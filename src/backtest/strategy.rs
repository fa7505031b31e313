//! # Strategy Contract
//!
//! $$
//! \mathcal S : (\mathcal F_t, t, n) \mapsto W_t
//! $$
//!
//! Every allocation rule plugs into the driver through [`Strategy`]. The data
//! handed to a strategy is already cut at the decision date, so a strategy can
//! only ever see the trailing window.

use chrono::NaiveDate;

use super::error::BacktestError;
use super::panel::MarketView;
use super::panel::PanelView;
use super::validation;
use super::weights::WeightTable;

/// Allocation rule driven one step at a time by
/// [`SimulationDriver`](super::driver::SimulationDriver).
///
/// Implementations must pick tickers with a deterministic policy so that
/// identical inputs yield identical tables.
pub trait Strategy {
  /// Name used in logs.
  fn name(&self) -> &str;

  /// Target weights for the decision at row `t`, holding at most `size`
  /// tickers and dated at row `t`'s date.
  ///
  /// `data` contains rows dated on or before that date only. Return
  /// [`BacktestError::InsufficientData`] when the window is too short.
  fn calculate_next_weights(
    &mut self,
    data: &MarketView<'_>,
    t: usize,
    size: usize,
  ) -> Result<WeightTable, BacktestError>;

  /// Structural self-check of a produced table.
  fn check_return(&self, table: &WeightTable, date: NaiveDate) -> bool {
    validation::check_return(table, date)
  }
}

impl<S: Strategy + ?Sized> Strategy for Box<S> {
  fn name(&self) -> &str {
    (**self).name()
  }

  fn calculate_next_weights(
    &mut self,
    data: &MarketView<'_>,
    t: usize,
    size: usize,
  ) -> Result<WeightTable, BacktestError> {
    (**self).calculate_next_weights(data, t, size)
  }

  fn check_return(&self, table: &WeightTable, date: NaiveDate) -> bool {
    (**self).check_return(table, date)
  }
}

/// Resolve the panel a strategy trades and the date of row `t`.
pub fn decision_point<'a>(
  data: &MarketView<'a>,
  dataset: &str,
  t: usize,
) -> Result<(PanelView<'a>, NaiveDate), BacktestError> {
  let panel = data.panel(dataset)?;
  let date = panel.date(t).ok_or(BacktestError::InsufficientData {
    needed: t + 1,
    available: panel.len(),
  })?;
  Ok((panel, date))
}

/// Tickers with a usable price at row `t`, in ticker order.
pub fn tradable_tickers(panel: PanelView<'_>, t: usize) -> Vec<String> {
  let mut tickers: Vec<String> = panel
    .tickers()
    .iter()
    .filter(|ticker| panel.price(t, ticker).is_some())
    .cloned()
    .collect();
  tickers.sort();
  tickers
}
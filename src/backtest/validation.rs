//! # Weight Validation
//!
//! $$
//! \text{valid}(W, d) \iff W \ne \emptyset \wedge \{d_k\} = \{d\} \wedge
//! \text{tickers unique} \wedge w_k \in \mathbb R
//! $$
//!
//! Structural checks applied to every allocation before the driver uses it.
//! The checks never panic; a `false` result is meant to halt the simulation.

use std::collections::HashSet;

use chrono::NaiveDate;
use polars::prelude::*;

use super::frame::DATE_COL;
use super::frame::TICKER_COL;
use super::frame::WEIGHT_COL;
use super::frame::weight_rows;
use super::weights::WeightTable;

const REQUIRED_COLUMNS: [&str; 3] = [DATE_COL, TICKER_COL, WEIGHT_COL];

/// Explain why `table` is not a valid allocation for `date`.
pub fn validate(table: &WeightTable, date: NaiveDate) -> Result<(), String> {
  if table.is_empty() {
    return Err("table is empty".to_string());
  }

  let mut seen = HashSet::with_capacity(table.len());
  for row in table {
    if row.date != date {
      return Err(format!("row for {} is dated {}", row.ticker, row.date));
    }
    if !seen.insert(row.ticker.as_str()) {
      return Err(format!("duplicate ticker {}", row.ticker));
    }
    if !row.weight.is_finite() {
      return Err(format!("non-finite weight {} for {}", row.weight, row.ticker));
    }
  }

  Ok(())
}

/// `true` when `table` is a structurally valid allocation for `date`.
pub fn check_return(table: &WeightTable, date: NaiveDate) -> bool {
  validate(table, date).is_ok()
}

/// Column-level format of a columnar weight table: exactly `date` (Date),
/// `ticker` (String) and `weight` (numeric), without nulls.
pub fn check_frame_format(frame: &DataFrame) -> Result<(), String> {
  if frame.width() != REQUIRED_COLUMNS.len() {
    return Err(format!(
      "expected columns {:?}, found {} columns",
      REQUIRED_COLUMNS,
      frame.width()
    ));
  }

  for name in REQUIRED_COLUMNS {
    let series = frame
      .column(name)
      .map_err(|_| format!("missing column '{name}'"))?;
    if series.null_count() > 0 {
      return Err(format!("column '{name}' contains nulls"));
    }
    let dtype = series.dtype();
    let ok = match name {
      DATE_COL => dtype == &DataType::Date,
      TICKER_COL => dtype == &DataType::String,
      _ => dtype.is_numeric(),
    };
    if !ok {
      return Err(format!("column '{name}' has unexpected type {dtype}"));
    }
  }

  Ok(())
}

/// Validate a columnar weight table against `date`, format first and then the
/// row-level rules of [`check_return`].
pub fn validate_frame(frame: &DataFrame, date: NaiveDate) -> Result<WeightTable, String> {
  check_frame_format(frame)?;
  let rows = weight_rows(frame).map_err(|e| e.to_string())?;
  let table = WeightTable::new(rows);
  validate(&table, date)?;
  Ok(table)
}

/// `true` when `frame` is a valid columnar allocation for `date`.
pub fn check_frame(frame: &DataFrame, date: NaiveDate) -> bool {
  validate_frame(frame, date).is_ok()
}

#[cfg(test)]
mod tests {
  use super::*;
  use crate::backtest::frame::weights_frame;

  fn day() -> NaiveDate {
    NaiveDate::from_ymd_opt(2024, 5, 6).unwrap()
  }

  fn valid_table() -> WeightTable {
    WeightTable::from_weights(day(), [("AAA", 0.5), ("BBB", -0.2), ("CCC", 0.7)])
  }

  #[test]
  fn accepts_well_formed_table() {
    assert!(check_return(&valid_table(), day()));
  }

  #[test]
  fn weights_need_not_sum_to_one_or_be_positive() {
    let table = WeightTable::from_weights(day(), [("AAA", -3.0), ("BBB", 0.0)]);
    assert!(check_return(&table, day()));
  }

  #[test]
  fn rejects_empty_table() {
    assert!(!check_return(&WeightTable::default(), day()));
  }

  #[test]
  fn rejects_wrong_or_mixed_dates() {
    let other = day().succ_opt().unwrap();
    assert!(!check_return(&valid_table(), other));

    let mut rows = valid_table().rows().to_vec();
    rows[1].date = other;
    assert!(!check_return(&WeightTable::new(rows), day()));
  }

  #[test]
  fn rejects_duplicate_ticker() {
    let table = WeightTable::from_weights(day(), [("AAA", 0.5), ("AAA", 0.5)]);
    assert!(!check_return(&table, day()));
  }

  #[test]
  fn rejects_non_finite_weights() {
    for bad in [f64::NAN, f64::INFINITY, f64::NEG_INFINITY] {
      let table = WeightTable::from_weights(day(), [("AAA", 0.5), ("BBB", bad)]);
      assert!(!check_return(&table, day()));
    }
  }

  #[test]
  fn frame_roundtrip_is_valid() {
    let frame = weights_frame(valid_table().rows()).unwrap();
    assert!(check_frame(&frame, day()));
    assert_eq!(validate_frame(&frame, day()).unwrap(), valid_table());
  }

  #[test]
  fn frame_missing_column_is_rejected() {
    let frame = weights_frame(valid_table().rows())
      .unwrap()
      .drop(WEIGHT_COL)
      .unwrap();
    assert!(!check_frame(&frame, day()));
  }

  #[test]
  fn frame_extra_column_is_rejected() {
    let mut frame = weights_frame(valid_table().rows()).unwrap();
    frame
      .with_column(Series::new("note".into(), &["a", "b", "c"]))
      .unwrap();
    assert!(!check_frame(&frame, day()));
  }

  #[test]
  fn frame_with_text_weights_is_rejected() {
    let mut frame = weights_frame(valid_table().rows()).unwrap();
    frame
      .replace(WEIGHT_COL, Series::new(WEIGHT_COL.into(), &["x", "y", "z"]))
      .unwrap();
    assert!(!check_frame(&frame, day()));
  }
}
--- --- ---
**What you are asked to do**. Transcribe the entries above word for word, from the first line through the line containing "date only. Return", and nothing else.

**Response**.
filename src/backtest/strategy.rs
repository fa7505031b31e313
//! # Strategy Contract
//!
//! $$
//! \mathcal S : (\mathcal F_t, t, n) \mapsto W_t
//! $$
//!
//! Every allocation rule plugs into the driver through [`Strategy`]. The data
//! handed to a strategy is already cut at the decision date, so a strategy can
//! only ever see the trailing window.

use chrono::NaiveDate;

use super::error::BacktestError;
use super::panel::MarketView;
use super::panel::PanelView;
use super::validation;
use super::weights::WeightTable;

/// Allocation rule driven one step at a time by
/// [`SimulationDriver`](super::driver::SimulationDriver).
///
/// Implementations must pick tickers with a deterministic policy so that
/// identical inputs yield identical tables.
pub trait Strategy {
  /// Name used in logs.
  fn name(&self) -> &str;

  /// Target weights for the decision at row `t`, holding at most `size`
  /// tickers and dated at row `t`'s date.
  ///
  /// `data` contains rows dated on or before that date only. Return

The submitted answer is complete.